Thursday, January 26, 2012
Oven Roasted Broccoli
This recipe is from Alton Brown (host of "Good Eats", one of my favorite cooking shows). I really like it- it's so much different than steamed broccoli, which is how I normally cook it. Even my sister, who HATES broccoli, has admitted that this isn't too bad. :) It's basically a roasted broccoli, with garlic & parmesan. Delish! (Original source found here)
Before mixing them with the rest of the ingredients, you toast the bread crumbs by themselves
Cut the florets into bite-sized pieces, and slice the stalk into 1/8" thick slices
Mix the broccoli, bread crumbs, olive oil, salt & pepper, then bake
Oven Roasted Broccoli
Printable version here
*Note- this amount makes about 6 servings. To cut it in half, use one head of broccoli, half the amount of the rest of the ingredients, and use an 8x8 or 9x9 inch dish.
2 heads broccoli, florets chopped into bite-sized pieces & stalks cut into 1/8" slices, rinsed
1/3 cup Panko bread crumbs*
2 tbsp. olive oil
2 cloves garlic, minced/pressed
1/2 tsp. kosher salt (or 1/4 tsp. table salt)
1/4 tsp. pepper
1/4 cup finely grated Parmesan (or cheddar) cheese
1. Preheat oven to 425º. Begin cutting broccoli while oven is heating. Pour breadcrumbs into a 9x13 metal baking dish. Toast for 2 minutes, or until lightly browned. Watch carefully, because they go from pale to dark brown very quickly.

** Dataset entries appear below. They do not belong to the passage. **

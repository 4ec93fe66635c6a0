//! Background service contract.

use async_trait::async_trait;

use ritmo_types::{ServiceKind, ServiceStatus};

/// A long-lived, independently toggleable background worker.
///
/// Use `&self` for all methods — implementations keep mutable state behind
/// interior mutability so the orchestrator can share them freely.
#[async_trait]
pub trait BackgroundService: Send + Sync {
    /// Which orchestrated slot this service fills.
    fn kind(&self) -> ServiceKind;

    /// Start the service's background loop.
    ///
    /// Fails when the service is already running.
    async fn start(&self) -> anyhow::Result<()>;

    /// Stop the background loop. Idempotent; a pass that is already in
    /// flight finishes before the loop exits.
    async fn stop(&self) -> anyhow::Result<()>;

    /// Current status.
    fn status(&self) -> ServiceStatus;
}
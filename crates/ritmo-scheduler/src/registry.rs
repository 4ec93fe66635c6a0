//! Task registry: definitions, status transitions and the re-entrancy guard.

use std::collections::HashMap;
use std::sync::Arc;

use chrono::{DateTime, Utc};
use tokio::sync::RwLock;
use tracing::info;

use ritmo_types::{Outcome, TaskDefinition, TaskSpec, TaskStatus};

use crate::SchedulerError;
use crate::handler::TaskHandler;

struct RegisteredTask {
    def: TaskDefinition,
    settings: serde_json::Value,
    handler: Arc<dyn TaskHandler>,
}

/// Holds every task definition together with its handler.
///
/// All mutation goes through this registry. A task's status is `Running`
/// only between a successful `record_start` and the matching
/// `record_result`; that window is the execution lock.
pub struct TaskRegistry {
    tasks: RwLock<HashMap<String, RegisteredTask>>,
}

impl TaskRegistry {
    pub fn new() -> Self {
        Self {
            tasks: RwLock::new(HashMap::new()),
        }
    }

    /// Register a task from its config spec. Replaces any existing task
    /// with the same id, so there is at most one definition per id.
    pub async fn register(&self, id: &str, spec: &TaskSpec, handler: Arc<dyn TaskHandler>) {
        let def = TaskDefinition {
            id: id.to_string(),
            name: spec.name.clone(),
            rule: spec.rule,
            enabled: spec.enabled,
            last_run: None,
            next_run: Some(spec.rule.next_run(Utc::now())),
            last_message: None,
            status: TaskStatus::Idle,
        };
        let settings = serde_json::Value::Object(spec.settings.clone().into_iter().collect());
        info!(task_id = %id, rule = %spec.rule, enabled = spec.enabled, "Registering task");
        self.tasks.write().await.insert(
            id.to_string(),
            RegisteredTask {
                def,
                settings,
                handler,
            },
        );
    }

    /// Get one task definition.
    pub async fn get(&self, id: &str) -> Option<TaskDefinition> {
        self.tasks.read().await.get(id).map(|t| t.def.clone())
    }

    /// Handler and settings for dispatching one task.
    pub async fn dispatch_parts(
        &self,
        id: &str,
    ) -> Option<(Arc<dyn TaskHandler>, serde_json::Value)> {
        self.tasks
            .read()
            .await
            .get(id)
            .map(|t| (t.handler.clone(), t.settings.clone()))
    }

    /// All task definitions, sorted by id for stable output.
    pub async fn list(&self) -> Vec<TaskDefinition> {
        let mut defs: Vec<_> = self
            .tasks
            .read()
            .await
            .values()
            .map(|t| t.def.clone())
            .collect();
        defs.sort_by(|a, b| a.id.cmp(&b.id));
        defs
    }

    /// Enable or disable a task. Returns false when the id is unknown.
    pub async fn set_enabled(&self, id: &str, enabled: bool) -> bool {
        let mut tasks = self.tasks.write().await;
        match tasks.get_mut(id) {
            Some(task) => {
                task.def.enabled = enabled;
                true
            }
            None => false,
        }
    }

    /// Claim the task's execution slot by transitioning to Running.
    ///
    /// Fails with `AlreadyRunning` when a prior execution has not finished;
    /// this is the non-overlap guard.
    pub async fn record_start(&self, id: &str) -> Result<(), SchedulerError> {
        let mut tasks = self.tasks.write().await;
        let task = tasks
            .get_mut(id)
            .ok_or_else(|| SchedulerError::TaskNotFound(id.to_string()))?;
        if task.def.status == TaskStatus::Running {
            return Err(SchedulerError::AlreadyRunning(id.to_string()));
        }
        task.def.status = TaskStatus::Running;
        Ok(())
    }

    /// Record a finished run: status, last-run/message and the recomputed
    /// next-run. Returns false when the id is unknown.
    pub async fn record_result(
        &self,
        id: &str,
        outcome: Outcome,
        message: &str,
        at: DateTime<Utc>,
    ) -> bool {
        let mut tasks = self.tasks.write().await;
        let Some(task) = tasks.get_mut(id) else {
            return false;
        };
        task.def.status = match outcome {
            Outcome::Success => TaskStatus::Completed,
            Outcome::Failure => TaskStatus::Failed,
        };
        task.def.last_run = Some(at);
        task.def.next_run = Some(task.def.rule.next_run(at));
        task.def.last_message = Some(message.to_string());
        true
    }

    /// Cool-down reset: Completed/Failed back to Idle. Never touches a
    /// Running task.
    pub async fn reset_if_settled(&self, id: &str) {
        let mut tasks = self.tasks.write().await;
        if let Some(task) = tasks.get_mut(id) {
            if matches!(task.def.status, TaskStatus::Completed | TaskStatus::Failed) {
                task.def.status = TaskStatus::Idle;
            }
        }
    }
}

impl Default for TaskRegistry {
    fn default() -> Self {
        Self::new()
    }
}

2. Combine broccoli, olive oil, garlic, salt & pepper in a bowl; add toasted bread crumbs & stir. Pour back into baking dish and return to the oven. Bake for 10 minutes, stir, then bake 3-4 more minutes. Remove from oven and mix in the grated cheese. Best when served immediately.
* Panko bread crumbs are a lighter, crispier version of regular bread crumbs. You could substitute the regular version if that's what you have.
Why I love it? It's tasty, since it has garlic & Parmesan cheese in it. Roasting it gives it a good texture- it's cooked, but never mushy.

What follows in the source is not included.